The Canfield Consortium, a neighborhood organization in East Canfield Village on Detroit’s east side, is one of eight teams across North America awarded funding through the Salazar Center’s Thriving Cities Challenge. The group placed second in the challenge and was awarded $50,000 to “activate” an alleyway in their neighborhood to promote sustainability and improve the quality of life.

The alley, located off Warren Avenue and French Road, is located five blocks west of the Stellantis Mack Assembly Plant. The project will host an expanded rain garden, a council circle, and a community tool shed to start. Canfield Consortium also aims to host a small business as a pilot project which would operate out of a garage or within the alleyway, with a vision of reimagining the alleyway as an incubator space for small businesses using garages that are no longer in use. 

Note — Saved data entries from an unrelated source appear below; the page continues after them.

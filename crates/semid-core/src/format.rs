//! .semb Binary Embedding File Format
//!
//! # File Structure
//!
//! ```text
//! Offset   Size    Type        Description
//! ─────────────────────────────────────────────
//! 0x00     8       [u8; 8]     Magic: "SEMBED01"
//! 0x08     4       u32 LE      N: Number of embeddings
//! 0x0C     4       u32 LE      D: Embedding dimension
//! 0x10     N*D*4   [f32]       Embedding data (Little Endian)
//! ```
//!
//! # Example
//!
//! ```ignore
//! let mut writer = EmbWriter::new("catalog.semb", 768)?;
//! writer.write_embedding(&vec![0.1f32; 768])?;
//! writer.finish()?;
//! ```

use std::fs::File;
use std::io::{self, BufWriter, Write};
use std::path::Path;

use thiserror::Error;

/// Magic bytes identifying a .semb file: "SEMBED01"
pub const MAGIC: [u8; 8] = *b"SEMBED01";

/// Header size in bytes: 8 (magic) + 4 (count) + 4 (dim) = 16
pub const HEADER_SIZE: usize = 16;

#[derive(Error, Debug)]
pub enum FormatError {
    #[error("Invalid magic bytes: expected SEMBED01")]
    InvalidMagic,

    #[error("Dimension mismatch: expected {expected}, got {actual}")]
    DimensionMismatch { expected: usize, actual: usize },

    #[error("IO error: {0}")]
    Io(#[from] io::Error),
}

/// Parsed .semb file header
#[derive(Debug, Clone, Copy)]
pub struct EmbHeader {
    pub count: u32,
    pub dim: u32,
}

impl EmbHeader {
    /// Parse header from raw bytes (first 16 bytes of file)
    pub fn from_bytes(bytes: &[u8]) -> Result<Self, FormatError> {
        if bytes.len() < HEADER_SIZE {
            return Err(FormatError::Io(io::Error::new(
                io::ErrorKind::UnexpectedEof,
                "File too small for header",
            )));
        }

        if bytes[0..8] != MAGIC {
            return Err(FormatError::InvalidMagic);
        }

        let count = u32::from_le_bytes(bytes[8..12].try_into().unwrap());
        let dim = u32::from_le_bytes(bytes[12..16].try_into().unwrap());

        Ok(Self { count, dim })
    }

    /// Write header to bytes
    pub fn to_bytes(&self) -> [u8; HEADER_SIZE] {
        let mut buf = [0u8; HEADER_SIZE];
        buf[0..8].copy_from_slice(&MAGIC);
        buf[8..12].copy_from_slice(&self.count.to_le_bytes());
        buf[12..16].copy_from_slice(&self.dim.to_le_bytes());
        buf
    }

    /// Calculate byte offset for an embedding by item index
    #[inline(always)]
    pub fn offset(&self, index: usize) -> usize {
        HEADER_SIZE + (index * self.dim as usize * std::mem::size_of::<f32>())
    }

    /// Calculate total file size
    pub fn file_size(&self) -> usize {
        HEADER_SIZE + (self.count as usize * self.dim as usize * std::mem::size_of::<f32>())
    }
}

/// Writer for creating .semb files
pub struct EmbWriter {
    writer: BufWriter<File>,
    dim: usize,
    count: u32,
}

impl EmbWriter {
    /// Create a new .semb file writer
    pub fn new<P: AsRef<Path>>(path: P, dim: usize) -> Result<Self, FormatError> {
        let file = File::create(path)?;
        let mut writer = BufWriter::new(file);

        // Write placeholder header (count is back-patched in finish())
        let header = EmbHeader {
            count: 0,
            dim: dim as u32,
        };
        writer.write_all(&header.to_bytes())?;

        Ok(Self {
            writer,
            dim,
            count: 0,
        })
    }

    /// Write a single embedding to the file
    pub fn write_embedding(&mut self, embedding: &[f32]) -> Result<(), FormatError> {
        if embedding.len() != self.dim {
            return Err(FormatError::DimensionMismatch {
                expected: self.dim,
                actual: embedding.len(),
            });
        }

        for &val in embedding {
            self.writer.write_all(&val.to_le_bytes())?;
        }

        self.count += 1;
        Ok(())
    }

    /// Finalize the file, updating the header with the actual count
    pub fn finish(mut self) -> Result<u32, FormatError> {
        use std::io::Seek;

        self.writer.flush()?;

        let file = self.writer.get_mut();
        file.seek(io::SeekFrom::Start(8))?;
        file.write_all(&self.count.to_le_bytes())?;
        file.sync_all()?;

        Ok(self.count)
    }
}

“The alley can become a learning phase and a model for what a more circular economy might look like while at the same time making tangible improvements in local environments that matter to people,” said Paul Draus, a  sociology professor at the University of Michigan Dearborn who served as an advisor for the project. “Having a safe and beautiful walking path that’s accessible for older people and children becomes appealing to a lot of people.”

The alleyway now features a rain garden and mural. Partners involved with the project include the Canfield Consortium, DAVIS, Draus, and the Wildlife Habitat Council.

Sisters Rhonda and Kim Theus co-founded the Canfield Consortium and grew up in the East Canfield neighborhood. Rhonda Theus told Planet Detroit the area was once a  “very thriving and self-sustaining community.” Like many other neighborhoods in the city, disinvestment led to a decline, leading Rhonda and Kim back to their childhood stomping grounds to do something about it. 

Canfield Consortium’s mission is to “restore the East Canfield community to a contemporary, healthy, thriving, and inspiring urban community.” 

“We deserve a nice quality of life, and we deserve a beautiful neighborhood in which to live. So, that is the foundation of our organization,” Rhonda Theus said.

Korey L. Batey, president of Detroit Ain’t Violent It’s Safe (DAVIS), connected with the Canfield Consortium through his work as a community liaison for the City of Detroit’s alleyway clean-up project. Batey helped the Theuses bring their vision to fruition using experience from other alleyway projects he’s worked on across the city. 

DAVIS published a video as a part of the grant submission to help persuade the funding panelists of the project’s “potential to advance climate resilience and racial equity.”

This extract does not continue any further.